I am, however, also a little perplexed. How is it that two such well respected individuals such as you and Stephen have resorted to such acrimony and (dare I say it?) pettiness? Name calling? Taunting? Come, now - surely this is the province of boys in the playground rather than luminaries of our field! Or is it all tongue in cheek ribaldry - to be continued over a beer during the next conference - and I'm just too dense to see it?
Fabulous debate!
I'm proudly aligned with the anti-Learning Styles camp, but not for the impressive, research-driven reasons cited so well in these comments.
But instead of justifying my stance, which has already been argued so well by others, I'm compelled to add a comment about how perpetuation of Learning Styles can be harmful.
Despite the lack of research supporting the effectiveness of Learning Styles, Learning Styles continue to be promoted as the primary (if not only) basis of design for learning events. ASAE and The Center, the primary association for associations, with more than 20,000 individual members and vast influence in the world of non-profits, includes knowledge and application of Learning Styles among their core competencies for association professional development staff members.
In a state chapter meeting I raised eyebrows when I argued including readings that advised designing learning events around Learning Styles. The majority pointed to one weakly worded sentence within that chapter that suggested there might be other design methodologies (without explaining what they are or how they might be implemented) as their reason for continuing to include the material.
I was outnumbered.
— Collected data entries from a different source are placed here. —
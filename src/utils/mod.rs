//! Utilities module
//!
//! Contains error handling and logging helpers

pub mod error;
pub mod logging;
I continue to advocate for options on my aLearning Blog but I'm truly a voice in the wilderness.
Keep in mind that a majority of the professional development staffers in these organizations do not have degrees nor other training in instructional design and only learn what they need to know to do their jobs from ASAE and organizations like it.
Healthy, one-on-one debate is great for furthering thought and potential research. But blind advocacy of an unproven approach is irresponsible at best.